Key words: International Health Regulations; evaluation; world health; international cooperation; Cuba.


 

 

El Reglamento Sanitario Internacional (RSI) es un documento jurídicamente vinculante para todos los Estados parte de la Organización Mundial de la Salud (OMS), dirigido a prevenir la propagación internacional de enfermedades. En otras palabras, se trata de un código de conducta que responsabiliza a los Estados parte por las medidas que adopten -u omitan- para minimizar los riesgos de propagación que pudieran existir para otros países (1).

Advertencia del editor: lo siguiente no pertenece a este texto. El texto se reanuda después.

//! Drift check between an avatar's attribute XP and its total.
//!
//! Deleting a workout only reduces `total_xp`, so the attribute fields can
//! sum to more than the total. This module reports the gap; it never
//! corrects it.

use crate::level::level_for_xp;
use crate::{UserAvatar, XpRules};

#[derive(Clone, Copy, Debug, PartialEq, Eq)]
pub struct ConsistencyReport {
    pub attribute_sum: u64,
    pub total_xp: u64,
    /// `attribute_sum - total_xp`; positive after deletes
    pub drift: i128,
    /// Stored level matches the level curve for `total_xp`
    pub level_ok: bool,
}

impl ConsistencyReport {
    pub fn is_consistent(&self) -> bool {
        self.drift == 0 && self.level_ok
    }
}

pub fn check_avatar(avatar: &UserAvatar, rules: &XpRules) -> ConsistencyReport {
    let attribute_sum = avatar.attributes().total();
    let report = ConsistencyReport {
        attribute_sum,
        total_xp: avatar.total_xp,
        drift: i128::from(attribute_sum) - i128::from(avatar.total_xp),
        level_ok: avatar.level == level_for_xp(avatar.total_xp, rules),
    };

    if !report.is_consistent() {
        tracing::warn!(
            "Avatar for {} is inconsistent: attributes sum to {}, total_xp {}, level_ok {}",
            avatar.user_id,
            report.attribute_sum,
            report.total_xp,
            report.level_ok
        );
    }

    report
}

#[cfg(test)]
mod tests {
    use super::*;
    use crate::engine::{delete_workout, log_workout, select_avatar};
    use crate::store::{AvatarStore, Database};
    use crate::{Context, MuscleGroup, WorkoutInput};
    use chrono::NaiveDate;

    #[test]
    fn test_fresh_avatar_is_consistent() {
        let avatar = UserAvatar::new("u1", "monk");
        let report = check_avatar(&avatar, &XpRules::default());
        assert!(report.is_consistent());
        assert_eq!(report.drift, 0);
    }

    #[test]
    fn test_delete_leaves_positive_drift() {
        let rules = XpRules::default();
        let ctx = Context::new(NaiveDate::from_ymd_opt(2024, 3, 6).unwrap());
        let input = WorkoutInput {
            date: ctx.today,
            exercise_name: "Plank".into(),
            muscle_group: MuscleGroup::Abs,
            sets: None,
            reps: None,
            weight: None,
        };

        let mut db = Database::default();
        select_avatar(&mut db, "u1", "monk").unwrap();
        let created = log_workout(&mut db, "u1", &input, &ctx, &rules).unwrap();
        assert!(check_avatar(&created.avatar, &rules).is_consistent());

        delete_workout(&mut db, created.log.id, &rules).unwrap();
        let avatar = db.find_avatar("u1").unwrap().unwrap();
        let report = check_avatar(&avatar, &rules);

        assert_eq!(report.total_xp, 0);
        assert_eq!(report.attribute_sum, 55);
        assert_eq!(report.drift, 55);
        assert!(report.level_ok);
    }

    #[test]
    fn test_stale_level_flagged() {
        let mut avatar = UserAvatar::new("u1", "monk");
        avatar.total_xp = 500;
        avatar.vitality_xp = 500;
        let report = check_avatar(&avatar, &XpRules::default());
        assert_eq!(report.drift, 0);
        assert!(!report.level_ok);
    }
}
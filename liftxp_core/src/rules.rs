//! XP award rules for a single workout.
//!
//! A workout earns XP on up to four attributes:
//! - **Base award**: the muscle group's attribute gets a flat award
//!   (Cardio → endurance, Legs → lower body, Abs → core, push/pull groups → upper body)
//! - **Endurance bonus**: `round(weight * reps * factor)` when both are logged
//! - **Vitality**: flat award for any workout
//! - **Discipline**: awarded on exactly the Nth workout of the Sunday-start week

use crate::{Attribute, MuscleGroup, WorkoutInput, XpGains, XpRules};
use chrono::{Datelike, Duration, NaiveDate};

/// XP computed for one workout
#[derive(Clone, Copy, Debug, Default, PartialEq, Eq)]
pub struct XpAward {
    pub total: u64,
    pub gains: XpGains,
}

/// Attribute receiving the base award for a muscle group, if any
pub fn base_attribute(group: &MuscleGroup) -> Option<Attribute> {
    match group {
        MuscleGroup::Cardio => Some(Attribute::Endurance),
        MuscleGroup::Legs => Some(Attribute::LowerBody),
        MuscleGroup::Abs => Some(Attribute::Core),
        MuscleGroup::Chest
        | MuscleGroup::Back
        | MuscleGroup::Shoulders
        | MuscleGroup::Biceps
        | MuscleGroup::Triceps => Some(Attribute::UpperBody),
        MuscleGroup::FullBody | MuscleGroup::Other(_) => None,
    }
}

/// Sunday on or before `date`
pub fn week_start(date: NaiveDate) -> NaiveDate {
    date - Duration::days(i64::from(date.weekday().num_days_from_sunday()))
}

/// Endurance bonus from load volume; zero unless weight and reps are both positive
pub fn endurance_bonus(weight: Option<f64>, reps: Option<u32>, rules: &XpRules) -> u64 {
    match (weight, reps) {
        (Some(w), Some(r)) if w > 0.0 && r > 0 => {
            let bonus = (w * f64::from(r) * rules.endurance_factor).round();
            if bonus.is_finite() && bonus > 0.0 {
                bonus as u64
            } else {
                0
            }
        }
        _ => 0,
    }
}

/// Map a workout to per-attribute XP
///
/// `weekly_count` is the number of the trainee's *other* workouts already
/// logged in the current week.
pub fn attribute_gains(input: &WorkoutInput, weekly_count: u32, rules: &XpRules) -> XpGains {
    let mut gains = XpGains::default();

    if let Some(attribute) = base_attribute(&input.muscle_group) {
        let field = gains.get_mut(attribute);
        *field = field.saturating_add(rules.base_award);
    }

    gains.endurance_xp = gains
        .endurance_xp
        .saturating_add(endurance_bonus(input.weight, input.reps, rules));
    gains.vitality_xp = gains.vitality_xp.saturating_add(rules.vitality_award);

    if weekly_count.saturating_add(1) == rules.discipline_threshold {
        gains.discipline_xp = gains.discipline_xp.saturating_add(rules.discipline_award);
    }

    gains
}

/// Compute the full award for a workout
pub fn award(input: &WorkoutInput, weekly_count: u32, rules: &XpRules) -> XpAward {
    let gains = attribute_gains(input, weekly_count, rules);
    let award = XpAward {
        total: gains.total(),
        gains,
    };

    tracing::debug!(
        "Award for {} ({}): {} XP, week count {}",
        input.exercise_name,
        input.muscle_group,
        award.total,
        weekly_count
    );

    award
}

#[cfg(test)]
mod tests {
    use super::*;

    fn input(group: MuscleGroup, weight: Option<f64>, reps: Option<u32>) -> WorkoutInput {
        WorkoutInput {
            date: NaiveDate::from_ymd_opt(2024, 3, 6).unwrap(),
            exercise_name: "Test".into(),
            muscle_group: group,
            sets: Some(3),
            reps,
            weight,
        }
    }

    #[test]
    fn test_legs_first_and_second_of_week() {
        let rules = XpRules::default();
        for weekly_count in [0, 1] {
            let award = award(&input(MuscleGroup::Legs, Some(100.0), Some(10)), weekly_count, &rules);
            assert_eq!(award.gains.lower_body_xp, 50);
            assert_eq!(award.gains.endurance_xp, 100);
            assert_eq!(award.gains.vitality_xp, 5);
            assert_eq!(award.gains.discipline_xp, 0);
            assert_eq!(award.total, 155);
            assert_eq!(award.total, award.gains.total());
        }
    }

    #[test]
    fn test_discipline_only_on_third_workout() {
        let rules = XpRules::default();
        let workout = input(MuscleGroup::FullBody, None, None);
        assert_eq!(award(&workout, 2, &rules).gains.discipline_xp, 20);
        assert_eq!(award(&workout, 3, &rules).gains.discipline_xp, 0);
        assert_eq!(award(&workout, 1, &rules).gains.discipline_xp, 0);
    }

    #[test]
    fn test_discipline_regardless_of_group() {
        let rules = XpRules::default();
        for group in [MuscleGroup::Chest, MuscleGroup::Cardio, MuscleGroup::Other("Yoga".into())] {
            assert_eq!(award(&input(group, None, None), 2, &rules).gains.discipline_xp, 20);
        }
    }

    #[test]
    fn test_base_attribute_mapping() {
        assert_eq!(base_attribute(&MuscleGroup::Cardio), Some(Attribute::Endurance));
        assert_eq!(base_attribute(&MuscleGroup::Abs), Some(Attribute::Core));
        for group in [
            MuscleGroup::Chest,
            MuscleGroup::Back,
            MuscleGroup::Shoulders,
            MuscleGroup::Biceps,
            MuscleGroup::Triceps,
        ] {
            assert_eq!(base_attribute(&group), Some(Attribute::UpperBody));
        }
        assert_eq!(base_attribute(&MuscleGroup::FullBody), None);
    }

    #[test]
    fn test_cardio_endurance_is_additive() {
        let rules = XpRules::default();
        let award = award(&input(MuscleGroup::Cardio, Some(20.0), Some(15)), 0, &rules);
        assert_eq!(award.gains.endurance_xp, 50 + 30);
        assert_eq!(award.total, 85);
    }

    #[test]
    fn test_endurance_bonus_rounds() {
        let rules = XpRules::default();
        assert_eq!(endurance_bonus(Some(12.5), Some(5), &rules), 6); // 6.25
        assert_eq!(endurance_bonus(Some(13.0), Some(5), &rules), 7); // 6.5 rounds up
        assert_eq!(endurance_bonus(Some(100.0), None, &rules), 0);
        assert_eq!(endurance_bonus(None, Some(10), &rules), 0);
        assert_eq!(endurance_bonus(Some(0.0), Some(10), &rules), 0);
    }

    #[test]
    fn test_unrecognized_group_gets_vitality_only() {
        let rules = XpRules::default();
        let award = award(&input(MuscleGroup::Other("Forearms".into()), None, None), 0, &rules);
        assert_eq!(award.total, 5);
        assert_eq!(award.gains.vitality_xp, 5);
    }

    #[test]
    fn test_huge_load_saturates_instead_of_overflowing() {
        let rules = XpRules::default();
        let workout = input(MuscleGroup::Cardio, Some(1e20), Some(1000));
        assert!(workout.validate().is_ok());

        let award = award(&workout, 2, &rules);
        assert_eq!(award.gains.endurance_xp, u64::MAX);
        assert_eq!(award.gains.discipline_xp, 20);
        assert_eq!(award.total, u64::MAX);
    }

    #[test]
    fn test_week_starts_on_sunday() {
        let sunday = NaiveDate::from_ymd_opt(2024, 3, 3).unwrap();
        let wednesday = NaiveDate::from_ymd_opt(2024, 3, 6).unwrap();
        let saturday = NaiveDate::from_ymd_opt(2024, 3, 9).unwrap();
        let next_sunday = NaiveDate::from_ymd_opt(2024, 3, 10).unwrap();

        assert_eq!(week_start(sunday), sunday);
        assert_eq!(week_start(wednesday), sunday);
        assert_eq!(week_start(saturday), sunday);
        assert_eq!(week_start(next_sunday), next_sunday);
    }
}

En 2005, en la 58ª Asamblea Mundial de la Salud, se aprobó la última versión actualizada del Reglamento Sanitario Internacional (RSI-2005) -tras un proceso de revisión que abarcó una decena de años-, el que no entraría en vigor sino hasta junio de 2007 (2). Sus objetivos son prevenir la propagación internacional de enfermedades y de otros riesgos agudos para la salud pública, monitorear y controlar su evolución y dar una respuesta proporcionada y acotada a dichos riesgos evitando interferencias innecesarias con el tráfico y el comercio internacionales (1). Los países acordaron un plazo de cinco años a partir de su entrada en vigencia para implementar los cambios necesarios que garantizaran su funcionamiento (2, 3). A grandes líneas, se requería de capacidades específicas que aseguraran la funcionalidad del RSI-2005 no solo dentro de las fronteras nacionales, sino también en la proyección internacional de cada Estado parte (4-6). De estas capacidades dependen funciones esenciales que intervienen en la detección oportuna y la respuesta proporcionada frente a acontecimientos que pueden poner en peligro a la salud pública (7, 8).

El alcance del RSI-2005 es tan amplio que considera importante a cualquier evento o riesgo que pueda causar una crisis en materia de salud pública internacional (1, 9). Asimismo, por "evento" entiende la manifestación de una enfermedad o un suceso, cualquiera sea su origen o procedencia, que entrañe o pueda entrañar un daño importante para cualquier persona (1).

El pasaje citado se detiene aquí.